The London teen' daily routine is transforming herself from petite, fresh faced girl to a porcelain-skinned blonde doll with huge vacant blue eyes and rosebud lips.
To complete the picture, she wears frilly, ribboned bib dresses in pastel colours more commonly seen on little toddlers.
Forty minutes is all she takes each morning to make herself ready to face the world as a marionette version of herself.
In person, Venus is a walking, living, and breathing doll. She looks like one, talks like one, and moves like one, much to the delight of her thousands of fans on You Tube.
Her freakishly artificial appearance has prompted a huge wave of attention online and millions of views on her You Tube channel, where she uploads videos on "How to look like a Puppy/Unicorn" or films herself sitting on her frilly bed completely still and eerily inanimate to jangling Japanese music.
The home-schooled only child of a single mother has also become the target of much criticism, with talk-show hosts and child psychologists accusing her of "sexualizing" the image of youth and promoting an unhealthy obsession with perfection.
Venus, who has been dressing this way since she was 11, shares more about the girl underneath the doll with Yahoo! Singapore.
The Manga (Japanese comics) fan says she decided to become a living doll after viewers on a Japanese video site she posts regularly at said she didn't look human.
"My viewers told me .. that I look like a doll, android or robot. I started to behave like something artificial, like a doll," she said in an e-mail interview. "So the roots of my transformation, my self-realisation are in Japan.
This "behaviour" included pretending to be an android which runs on batteries, filming videos where she would hold an unplugged cable and pretend to "charge" herself.
Venus then experimented with makeup to make her already doll-like features even more artificial and copied styles from the Japanese Lolita fashion sub-culture, which focuses on Victorian era frilly dresses, parasols, and elaborate hairstyles.
She also adopted a childish, high-pitched voice and speaks in broken baby-talk, referring to her viewers as "my crying little baby bunnies" and her "fizzy, fuzzy sugarised coconuts".
"My facial features, hair structure and body shape are doll-alike, and my clothing style was always a little bit different, more playful and girlie than the average," said Venus, saying that it was a natural progression for her.
She spends about S$240 on makeup and skincare a month, all paid for by her mother, Margaret, who said she is fully behind her daughters' living doll ambitions.
Venus says her mother is her biggest inspiration in life, and that although she has struggled as a single mother, she is "still able to laugh, and always supported me."
Sales representative Margaret, 37, has told English media that Venus is still "young and innocent" and that her hobby was much more healthy than other teenagers who "are sexual and out drinking".
She has been teaching Venus to apply make-up since she was just six years old, and also dyes her brunette daughter's hair blond with bleach every month.
However bizarre her behaviour, Venus has been catapulted to bona-fide celebrity status, appearing in television shows and newspapers all over the United Kingdom.

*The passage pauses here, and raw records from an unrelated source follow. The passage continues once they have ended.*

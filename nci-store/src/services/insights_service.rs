//! Dashboard aggregates: insights, tier distribution, industry trends

use chrono::Utc;
use serde::Serialize;

use nci_core::types::{
    ContributionTier, IntelligenceRecord, MonthBucket, TenantId, TierBenefits, TrustTier,
};

use crate::error::StoreResult;
use crate::store::NetworkStore;

/// Records shown in the insights feed
const RECENT_INTELLIGENCE_LIMIT: usize = 5;

/// Trailing months in an industry trend series
const TREND_MONTHS: u32 = 12;

/// Network-wide headline numbers
#[derive(Debug, Clone, Copy, Serialize)]
pub struct NetworkMetrics {
    pub total_buyers: u64,
    /// Credit trust score 80-100
    pub high_trust_buyers: u64,
    /// Credit trust score 0-50
    pub risk_buyers: u64,
    pub total_observations: u64,
}

/// A tenant's own standing in the network
#[derive(Debug, Clone, Serialize)]
pub struct ContributionSummary {
    pub tier: ContributionTier,
    pub transactions_shared: u64,
    pub buyers_shared: u64,
    pub network_scores_accessed: u64,
    pub benefits: TierBenefits,
}

/// Insights dashboard payload
#[derive(Debug, Clone, Serialize)]
pub struct NetworkInsights {
    pub network_metrics: NetworkMetrics,
    pub contribution: ContributionSummary,
    pub recent_intelligence: Vec<IntelligenceRecord>,
}

/// Profile counts per trust tier
#[derive(Debug, Clone, Copy, Default, PartialEq, Eq, Serialize)]
pub struct TrustTierDistribution {
    pub total: u64,
    pub diamond: u64,
    pub platinum: u64,
    pub gold: u64,
    pub silver: u64,
    pub bronze: u64,
    pub risk: u64,
}

/// One month of an industry trend series
#[derive(Debug, Clone, Copy, Serialize)]
pub struct IndustryTrendPoint {
    pub month: MonthBucket,
    pub avg_days_to_pay: f64,
    pub on_time_rate: f64,
    pub transaction_count: u64,
}

/// Twelve trailing months of industry payment behavior
#[derive(Debug, Clone, Serialize)]
pub struct IndustryTrends {
    pub industry: String,
    pub points: Vec<IndustryTrendPoint>,
    pub current_avg_days: f64,
}

/// Read-only dashboard aggregates for registered tenants
pub struct InsightsService {
    store: NetworkStore,
}

impl InsightsService {
    pub fn new(store: NetworkStore) -> Self {
        Self { store }
    }

    /// Dashboard summary; `None` for unregistered tenants
    pub async fn network_insights(
        &self,
        tenant_id: &TenantId,
    ) -> StoreResult<Option<NetworkInsights>> {
        let Some(contribution) = self.store.contributions.find(tenant_id).await? else {
            return Ok(None);
        };

        let network_metrics = NetworkMetrics {
            total_buyers: self.store.profiles.count().await?,
            high_trust_buyers: self
                .store
                .profiles
                .count_trust_score_between(80.0, 100.0)
                .await?,
            risk_buyers: self.store.profiles.count_trust_score_between(0.0, 50.0).await?,
            total_observations: self.store.observations.count().await?,
        };

        let recent_intelligence = self
            .store
            .intelligence
            .find_recent(RECENT_INTELLIGENCE_LIMIT)
            .await?;

        Ok(Some(NetworkInsights {
            network_metrics,
            contribution: ContributionSummary {
                tier: contribution.contribution_tier,
                transactions_shared: contribution.transactions_shared,
                buyers_shared: contribution.buyers_shared,
                network_scores_accessed: contribution.network_scores_accessed,
                benefits: contribution.benefits(),
            },
            recent_intelligence,
        }))
    }

    /// Profile counts per trust tier with optional industry/region filters
    pub async fn trust_score_distribution(
        &self,
        industry: Option<&str>,
        region: Option<&str>,
    ) -> StoreResult<TrustTierDistribution> {
        let counts = self.store.profiles.tier_counts(industry, region).await?;

        let get = |tier: TrustTier| counts.get(&tier).copied().unwrap_or(0);
        let distribution = TrustTierDistribution {
            total: counts.values().sum(),
            diamond: get(TrustTier::Diamond),
            platinum: get(TrustTier::Platinum),
            gold: get(TrustTier::Gold),
            silver: get(TrustTier::Silver),
            bronze: get(TrustTier::Bronze),
            risk: get(TrustTier::Risk),
        };
        Ok(distribution)
    }

    /// Twelve trailing calendar months of payment behavior for an industry
    ///
    /// Months with no observations report zeros rather than gaps.
    pub async fn industry_trends(&self, industry: &str) -> StoreResult<IndustryTrends> {
        let current = MonthBucket::from_date(Utc::now());

        let mut points = Vec::with_capacity(TREND_MONTHS as usize);
        for back in (0..TREND_MONTHS).rev() {
            let month = current.months_back(back);
            let metrics = self
                .store
                .observations
                .industry_month_metrics(industry, month)
                .await?;

            points.push(match metrics {
                Some(m) => IndustryTrendPoint {
                    month,
                    avg_days_to_pay: m.avg_days_to_pay,
                    on_time_rate: m.on_time_payment_rate,
                    transaction_count: m.transaction_count,
                },
                None => IndustryTrendPoint {
                    month,
                    avg_days_to_pay: 0.0,
                    on_time_rate: 0.0,
                    transaction_count: 0,
                },
            });
        }

        let current_avg_days = points.last().map(|p| p.avg_days_to_pay).unwrap_or(0.0);
        Ok(IndustryTrends {
            industry: industry.to_string(),
            points,
            current_avg_days,
        })
    }
}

Her 85 videos have received over 16 million hits and she has almost 50,000 subscribers. Her mother has hired a publicist to represent her daughter, who receives interview requests from as far as Japan.
But with the fame has come criticism and harassment.
According to Venus, boys post messages on her Facebook wall asking to see her underwear and men honk at her on the street when she passes.
Several online bloggers have also slammed her as a freak and labelled her mother as controlling and stunting her daughters' social development by keeping her at home and restricting her interaction with the real world.
Venus says that the admiration "can be as dangerous as the criticism."
"Some of the admirers are disappointed if I cannot answer every mail -- but they write you everyday!" she lamented, "Some of them defend you against your haters, which can cause storms."
Venus, who speaks German, English, Japanese, Spanish and Swiss French, says that her passion for being a living doll will still take second place behind her studies.
"I will definitely do my school exams and I always wanted to go to university," said Venus. "With diligence and the help of my management I might be able to be a celebrity and be good at school!
She also has no intention to stop dressing and behaving like a doll anytime soon.
"I've been happy with my doll look. But I'm just a teenager, so let's see how I change or don't change," she said.